# [SOLVED]Compiling kernel Error 2 arch/x86 first time install

## GnuSprout

Greetings. I'm new to gentoo and today I was trying to install it on my machine. 

I've been following the installation handbook but I've been unable to finish  my kernel compiling. And this is the error that I get.

```
OBJCOPY arch/x86/boot/compressed/vmlinux.bin

RELOCS arch/x86/boot/compressed/vmlinux.relocs

LZ4 arch/x86/boot/compressed/vmlinux.bin.lz4

/bin/sh: lz4c: command not found 

make[2]: *** [arch/x86/boot/compressed/Makefile:148: arch/x86/boot/compressed/vmlinux.bin.lz4] Error 127

make[2]: *** Deleting file 'arch/x86/boot/compressed/vmlinux.bin.lz4'

make[1]: *** [arch/x86/boot/Makefile:112 arch/x86/boot/compressed/vmlinux] Error 2

make: *** [arch/x86/Makefile:285: bzImage] Error 2
```

I've been looking around for a fix but haven't seen any Error 2 post with that particular makefile (Makefile:285 / 112).

Tried doing a 

```
make clean
```

But did also not work.

What should I do? 

Thank youLast edited by GnuSprout on Sun Nov 15, 2020 4:17 pm; edited 1 time in total

----------

## pietinger

 *GnuSprout wrote:*   

> 
> 
> ```
> LZ4 arch/x86/boot/compressed/vmlinux.bin.lz4
> 
> ...

 

Try this:

General setup --> Kernel compression mode (Gzip)  --->

If you have a running system later, you then can switch to LZ4.

----------

## Hu

 *GnuSprout wrote:*   

> I've been following the installation handbook but I've been unable to finish  my kernel compiling.

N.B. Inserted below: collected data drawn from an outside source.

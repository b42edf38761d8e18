//! Postgres-backed repositories.
//!
//! One table per module (see `migrations/0001_livelum.sql`). Filters are
//! assembled with [`sqlx::QueryBuilder`] so every user-supplied value is a
//! bind parameter; only column names and sort directions are pushed as SQL.
//!
//! ## Error Mapping
//!
//! | SQLx Error | PostgreSQL Error Code | RepositoryError |
//! |------------|----------------------|-----------------|
//! | Database (unique violation) | `23505` | `Conflict(constraint)` |
//! | Database (other) | any | `Storage` |
//! | PoolClosed / network / other | N/A | `Storage` |
//! | Row decode failure | N/A | `Corrupt` |

mod companies;
mod documents;
mod objectives;
mod people;
mod risks;
mod skills;
mod stakeholders;

pub use companies::PgCompanyRepository;
pub use documents::PgDocumentRepository;
pub use objectives::PgObjectiveRepository;
pub use people::PgPersonRepository;
pub use risks::PgRiskRepository;
pub use skills::PgSkillRepository;
pub use stakeholders::PgStakeholderRepository;

use core::fmt::Display;
use core::str::FromStr;

use sqlx::{PgPool, Postgres, QueryBuilder};
use tracing::error;
use uuid::Uuid;

use livelum_core::{CompanyId, Pagination, SortOrder};

use super::{RepositoryError, RepositoryResult};

pub(crate) fn map_sqlx_error(operation: &str, err: sqlx::Error) -> RepositoryError {
    let mapped = match err {
        sqlx::Error::Database(db_err) => match db_err.code().as_deref() {
            Some("23505") => RepositoryError::Conflict(
                db_err.constraint().unwrap_or("unknown").to_string(),
            ),
            _ => RepositoryError::Storage(format!(
                "database error in {}: {}",
                operation,
                db_err.message()
            )),
        },
        sqlx::Error::PoolClosed => {
            RepositoryError::Storage(format!("connection pool closed in {}", operation))
        }
        sqlx::Error::ColumnDecode { .. } | sqlx::Error::ColumnNotFound(_) => {
            RepositoryError::Corrupt(format!("{} in {}", err, operation))
        }
        _ => RepositoryError::Storage(format!("sqlx error in {}: {}", operation, err)),
    };
    if !matches!(mapped, RepositoryError::Conflict(_)) {
        error!(operation, error = %mapped, "repository operation failed");
    }
    mapped
}

fn corrupt(table: &str, detail: impl Display) -> RepositoryError {
    RepositoryError::Corrupt(format!("{table}: {detail}"))
}

/// Parse a stored enum label (status, category, ...).
fn parse_label<T>(table: &str, value: &str) -> RepositoryResult<T>
where
    T: FromStr,
    T::Err: Display,
{
    value.parse().map_err(|e| corrupt(table, e))
}

fn number_to_db(number: u32) -> RepositoryResult<i32> {
    i32::try_from(number)
        .map_err(|_| RepositoryError::Storage(format!("sequence number {number} out of range")))
}

fn number_from_db(table: &str, number: i32) -> RepositoryResult<u32> {
    u32::try_from(number).map_err(|_| corrupt(table, format!("negative number {number}")))
}

/// Substring pattern for `ILIKE`, with wildcards in the needle escaped.
fn like_pattern(needle: &str) -> String {
    let escaped = needle
        .replace('\\', "\\\\")
        .replace('%', "\\%")
        .replace('_', "\\_");
    format!("%{escaped}%")
}

fn push_company(qb: &mut QueryBuilder<'_, Postgres>, company_id: Option<CompanyId>) {
    if let Some(company_id) = company_id {
        qb.push(" AND company_id = ").push_bind(*company_id.as_uuid());
    }
}

/// `ORDER BY <column> <dir>, id ASC` followed by the pagination window.
fn push_order_and_window(
    qb: &mut QueryBuilder<'_, Postgres>,
    column: &'static str,
    order: SortOrder,
    window: Pagination,
) {
    qb.push(" ORDER BY ")
        .push(column)
        .push(" ")
        .push(order.as_sql())
        .push(", id ASC");
    if let Some(limit) = window.limit {
        qb.push(" LIMIT ").push_bind(i64::from(limit));
    }
    if let Some(offset) = window.offset {
        qb.push(" OFFSET ").push_bind(i64::from(offset));
    }
}

async fn count_rows(
    pool: &PgPool,
    mut qb: QueryBuilder<'_, Postgres>,
    operation: &str,
) -> RepositoryResult<u64> {
    let total = qb
        .build_query_scalar::<i64>()
        .fetch_one(pool)
        .await
        .map_err(|e| map_sqlx_error(operation, e))?;
    Ok(u64::try_from(total).unwrap_or(0))
}

async fn next_number_in(pool: &PgPool, table: &'static str, company_id: CompanyId) -> RepositoryResult<u32> {
    let mut qb = QueryBuilder::<Postgres>::new("SELECT COALESCE(MAX(number), 0) + 1 FROM ");
    qb.push(table).push(" WHERE company_id = ").push_bind(*company_id.as_uuid());
    let next = qb
        .build_query_scalar::<i32>()
        .fetch_one(pool)
        .await
        .map_err(|e| map_sqlx_error("next_number", e))?;
    number_from_db(table, next)
}

async fn delete_from(pool: &PgPool, table: &'static str, id: Uuid) -> RepositoryResult<bool> {
    let mut qb = QueryBuilder::<Postgres>::new("DELETE FROM ");
    qb.push(table).push(" WHERE id = ").push_bind(id);
    let result = qb
        .build()
        .execute(pool)
        .await
        .map_err(|e| map_sqlx_error("delete", e))?;
    Ok(result.rows_affected() > 0)
}

#[cfg(test)]
mod tests {
    use super::*;

    #[test]
    fn like_pattern_escapes_wildcards() {
        assert_eq!(like_pattern("50%_off"), "%50\\%\\_off%");
        assert_eq!(like_pattern("excel"), "%excel%");
    }

    #[test]
    fn order_and_window_render_binds() {
        let mut qb = QueryBuilder::<Postgres>::new("SELECT * FROM skills WHERE TRUE");
        push_company(&mut qb, Some(CompanyId::new()));
        push_order_and_window(&mut qb, "number", SortOrder::Desc, Pagination::from_page(2, 10));
        assert_eq!(
            qb.sql(),
            "SELECT * FROM skills WHERE TRUE AND company_id = $1 ORDER BY number DESC, id ASC LIMIT $2 OFFSET $3"
        );
    }

    #[test]
    fn numbers_outside_i32_are_rejected() {
        assert!(number_to_db(u32::MAX).is_err());
        assert_eq!(number_to_db(7), Ok(7));
        assert!(number_from_db("skills", -1).is_err());
    }
}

And this is the error that I get.
> 
> ```
> OBJCOPY arch/x86/boot/compressed/vmlinux.bin
> 
> ...

 You told the kernel to use LZ4 compression, but you did not install the tool lz4c, which the kernel needs in order to do such compression.  This tool comes from the package app-arch/lz4.  You can emerge that package, or take pietinger's suggestion to tell the kernel not to use LZ4, at which point you will not need the lz4c tool.

----------

## GnuSprout

 *Quote:*   

> You told the kernel to use LZ4 compression, but you did not install the tool lz4c, which the kernel needs in order to do such compression.  This tool comes from the package app-arch/lz4.  You can emerge that package, or take pietinger's suggestion to tell the kernel not to use LZ4, at which point you will not need the lz4c tool.

 

This worked. I managed to finish compiling and got to reboot into the OS.  Thank you very much.

----------